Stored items
————————

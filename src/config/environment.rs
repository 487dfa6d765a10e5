//! Environment Discriminator
//!
//! The known deployment environments. Each environment selects one
//! structural/secrets file pair; an unrecognized name is rejected before
//! any file is read.

use serde::{Deserialize, Serialize};

use crate::constants::files;
use crate::types::ConfigError;

/// Deployment environment selecting which configuration files to load
#[derive(Debug, Clone, Copy, PartialEq, Eq, Serialize, Deserialize, Default)]
#[serde(rename_all = "lowercase")]
pub enum Environment {
    /// Local development
    #[default]
    Dev,
    /// Pre-production verification
    Staging,
    /// Production
    Prod,
}

impl Environment {
    /// Every known environment, in scaffold order
    pub const ALL: [Environment; 3] = [Environment::Dev, Environment::Staging, Environment::Prod];

    /// Structural file name for this environment (e.g. `config.dev.toml`)
    pub fn config_file(&self) -> String {
        format!("{}{}.{}", files::STRUCTURAL_PREFIX, self, files::STRUCTURAL_EXT)
    }

    /// Secrets file name for this environment (e.g. `.env.dev`)
    pub fn secrets_file(&self) -> String {
        format!("{}{}", files::SECRETS_PREFIX, self)
    }
}

impl std::fmt::Display for Environment {
    fn fmt(&self, f: &mut std::fmt::Formatter<'_>) -> std::fmt::Result {
        match self {
            Environment::Dev => write!(f, "dev"),
            Environment::Staging => write!(f, "staging"),
            Environment::Prod => write!(f, "prod"),
        }
    }
}

impl std::str::FromStr for Environment {
    type Err = ConfigError;

    fn from_str(s: &str) -> Result<Self, Self::Err> {
        match s.to_lowercase().as_str() {
            "dev" => Ok(Environment::Dev),
            "staging" => Ok(Environment::Staging),
            "prod" => Ok(Environment::Prod),
            _ => Err(ConfigError::UnknownEnvironment {
                name: s.to_string(),
            }),
        }
    }
}

// =============================================================================
// Tests
// =============================================================================

#[cfg(test)]
mod tests {
    use super::*;

    #[test]
    fn test_display() {
        assert_eq!(Environment::Dev.to_string(), "dev");
        assert_eq!(Environment::Staging.to_string(), "staging");
        assert_eq!(Environment::Prod.to_string(), "prod");
    }

    #[test]
    fn test_parse_known_names() {
        assert_eq!("dev".parse::<Environment>().unwrap(), Environment::Dev);
        assert_eq!(
            "staging".parse::<Environment>().unwrap(),
            Environment::Staging
        );
        assert_eq!("prod".parse::<Environment>().unwrap(), Environment::Prod);
    }

    #[test]
    fn test_parse_is_case_insensitive() {
        assert_eq!("PROD".parse::<Environment>().unwrap(), Environment::Prod);
        assert_eq!(
            "Staging".parse::<Environment>().unwrap(),
            Environment::Staging
        );
    }

    #[test]
    fn test_parse_unknown_name() {
        let err = "qa".parse::<Environment>().unwrap_err();
        assert!(matches!(
            err,
            ConfigError::UnknownEnvironment { ref name } if name == "qa"
        ));
    }

    #[test]
    fn test_default_is_dev() {
        assert_eq!(Environment::default(), Environment::Dev);
    }

    #[test]
    fn test_file_names() {
        assert_eq!(Environment::Dev.config_file(), "config.dev.toml");
        assert_eq!(Environment::Prod.config_file(), "config.prod.toml");
        assert_eq!(Environment::Staging.secrets_file(), ".env.staging");
    }

    #[test]
    fn test_all_covers_every_variant() {
        assert_eq!(Environment::ALL.len(), 3);
        for env in Environment::ALL {
            assert_eq!(env.to_string().parse::<Environment>().unwrap(), env);
        }
    }
}
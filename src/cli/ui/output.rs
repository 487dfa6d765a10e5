use console::style;

pub struct Output;

impl Output {
    pub fn new() -> Self {
        Self
    }

    pub fn success(&self, message: &str) {
        println!("{} {}", style("✓").green(), message);
    }

    pub fn warning(&self, message: &str) {
        println!("{} {}", style("⚠").yellow(), message);
    }

    pub fn info(&self, message: &str) {
        println!("{} {}", style("ℹ").blue(), message);
    }

    pub fn section(&self, message: &str) {
        println!("\n{}", style(message).bold());
        println!("{}", "─".repeat(40));
    }

    pub fn item(&self, label: &str, value: &str) {
        println!("  {} {}", style(format!("{label:<14}")).dim(), value);
    }
}

impl Default for Output {
    fn default() -> Self {
        Self::new()
    }
}
//! Global Constants
//!
//! Centralized constants for the configuration layering scheme.
//! File name patterns and variable names should be defined here, not inline.

/// Process-environment dialect constants
pub mod env {
    /// Variable selecting the active environment (e.g. `APP_ENV=prod`)
    pub const DISCRIMINATOR: &str = "APP_ENV";

    /// Prefix marking a variable as a settings override
    pub const PREFIX: &str = "APP_";

    /// Separator between nested key segments (`APP_SERVER__PORT` -> `server.port`)
    pub const SEPARATOR: &str = "__";
}

/// Configuration file name constants
pub mod files {
    /// Structural file name prefix; the environment name follows
    pub const STRUCTURAL_PREFIX: &str = "config.";

    /// Structural file extension
    pub const STRUCTURAL_EXT: &str = "toml";

    /// Secrets file name prefix; the environment name follows
    pub const SECRETS_PREFIX: &str = ".env.";

    /// Template secrets file written by `confstack init`
    pub const ENV_EXAMPLE: &str = ".env.example";
}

————————

Exercise instructions » Every entry shown above should be transcribed without alteration.

Exercise response »
filename src/config/environment.rs
repository 487dfa6d765a10e5
//! Environment Discriminator
//!
//! The known deployment environments. Each environment selects one
//! structural/secrets file pair; an unrecognized name is rejected before
//! any file is read.

use serde::{Deserialize, Serialize};

use crate::constants::files;
use crate::types::ConfigError;

/// Deployment environment selecting which configuration files to load
#[derive(Debug, Clone, Copy, PartialEq, Eq, Serialize, Deserialize, Default)]
#[serde(rename_all = "lowercase")]
pub enum Environment {
    /// Local development
    #[default]
    Dev,
    /// Pre-production verification
    Staging,
    /// Production
    Prod,
}

impl Environment {
    /// Every known environment, in scaffold order
    pub const ALL: [Environment; 3] = [Environment::Dev, Environment::Staging, Environment::Prod];

    /// Structural file name for this environment (e.g. `config.dev.toml`)
    pub fn config_file(&self) -> String {
        format!("{}{}.{}", files::STRUCTURAL_PREFIX, self, files::STRUCTURAL_EXT)
    }

    /// Secrets file name for this environment (e.g. `.env.dev`)
    pub fn secrets_file(&self) -> String {
        format!("{}{}", files::SECRETS_PREFIX, self)
    }
}

impl std::fmt::Display for Environment {
    fn fmt(&self, f: &mut std::fmt::Formatter<'_>) -> std::fmt::Result {
        match self {
            Environment::Dev => write!(f, "dev"),
            Environment::Staging => write!(f, "staging"),
            Environment::Prod => write!(f, "prod"),
        }
    }
}

impl std::str::FromStr for Environment {
    type Err = ConfigError;

    fn from_str(s: &str) -> Result<Self, Self::Err> {
        match s.to_lowercase().as_str() {
            "dev" => Ok(Environment::Dev),
            "staging" => Ok(Environment::Staging),
            "prod" => Ok(Environment::Prod),
            _ => Err(ConfigError::UnknownEnvironment {
                name: s.to_string(),
            }),
        }
    }
}

// =============================================================================
// Tests
// =============================================================================

#[cfg(test)]
mod tests {
    use super::*;

    #[test]
    fn test_display() {
        assert_eq!(Environment::Dev.to_string(), "dev");
        assert_eq!(Environment::Staging.to_string(), "staging");
        assert_eq!(Environment::Prod.to_string(), "prod");
    }

    #[test]
    fn test_parse_known_names() {
        assert_eq!("dev".parse::<Environment>().unwrap(), Environment::Dev);
        assert_eq!(
            "staging".parse::<Environment>().unwrap(),
            Environment::Staging
        );
        assert_eq!("prod".parse::<Environment>().unwrap(), Environment::Prod);
    }

    #[test]
    fn test_parse_is_case_insensitive() {
        assert_eq!("PROD".parse::<Environment>().unwrap(), Environment::Prod);
        assert_eq!(
            "Staging".parse::<Environment>().unwrap(),
            Environment::Staging
        );
    }

    #[test]
    fn test_parse_unknown_name() {
        let err = "qa".parse::<Environment>().unwrap_err();
        assert!(matches!(
            err,
            ConfigError::UnknownEnvironment { ref name } if name == "qa"
        ));
    }

    #[test]
    fn test_default_is_dev() {
        assert_eq!(Environment::default(), Environment::Dev);
    }

    #[test]
    fn test_file_names() {
        assert_eq!(Environment::Dev.config_file(), "config.dev.toml");
        assert_eq!(Environment::Prod.config_file(), "config.prod.toml");
        assert_eq!(Environment::Staging.secrets_file(), ".env.staging");
    }

    #[test]
    fn test_all_covers_every_variant() {
        assert_eq!(Environment::ALL.len(), 3);
        for env in Environment::ALL {
            assert_eq!(env.to_string().parse::<Environment>().unwrap(), env);
        }
    }
}
filename src/cli/ui/output.rs
repository 487dfa6d765a10e5
use console::style;

pub struct Output;

impl Output {
    pub fn new() -> Self {
        Self
    }

    pub fn success(&self, message: &str) {
        println!("{} {}", style("✓").green(), message);
    }

    pub fn warning(&self, message: &str) {
        println!("{} {}", style("⚠").yellow(), message);
    }

    pub fn info(&self, message: &str) {
        println!("{} {}", style("ℹ").blue(), message);
    }

    pub fn section(&self, message: &str) {
        println!("\n{}", style(message).bold());
        println!("{}", "─".repeat(40));
    }

    pub fn item(&self, label: &str, value: &str) {
        println!("  {} {}", style(format!("{label:<14}")).dim(), value);
    }
}

impl Default for Output {
    fn default() -> Self {
        Self::new()
    }
}
//! Global Constants
//!
//! Centralized constants for the configuration layering scheme.
//! File name patterns and variable names should be defined here, not inline.

/// Process-environment dialect constants
pub mod env {
    /// Variable selecting the active environment (e.g. `APP_ENV=prod`)
    pub const DISCRIMINATOR: &str = "APP_ENV";

    /// Prefix marking a variable as a settings override
    pub const PREFIX: &str = "APP_";

    /// Separator between nested key segments (`APP_SERVER__PORT` -> `server.port`)
    pub const SEPARATOR: &str = "__";
}

/// Configuration file name constants
pub mod files {
    /// Structural file name prefix; the environment name follows
    pub const STRUCTURAL_PREFIX: &str = "config.";

    /// Structural file extension
    pub const STRUCTURAL_EXT: &str = "toml";

    /// Secrets file name prefix; the environment name follows
    pub const SECRETS_PREFIX: &str = ".env.";

    /// Template secrets file written by `confstack init`
    pub const ENV_EXAMPLE: &str = ".env.example";
}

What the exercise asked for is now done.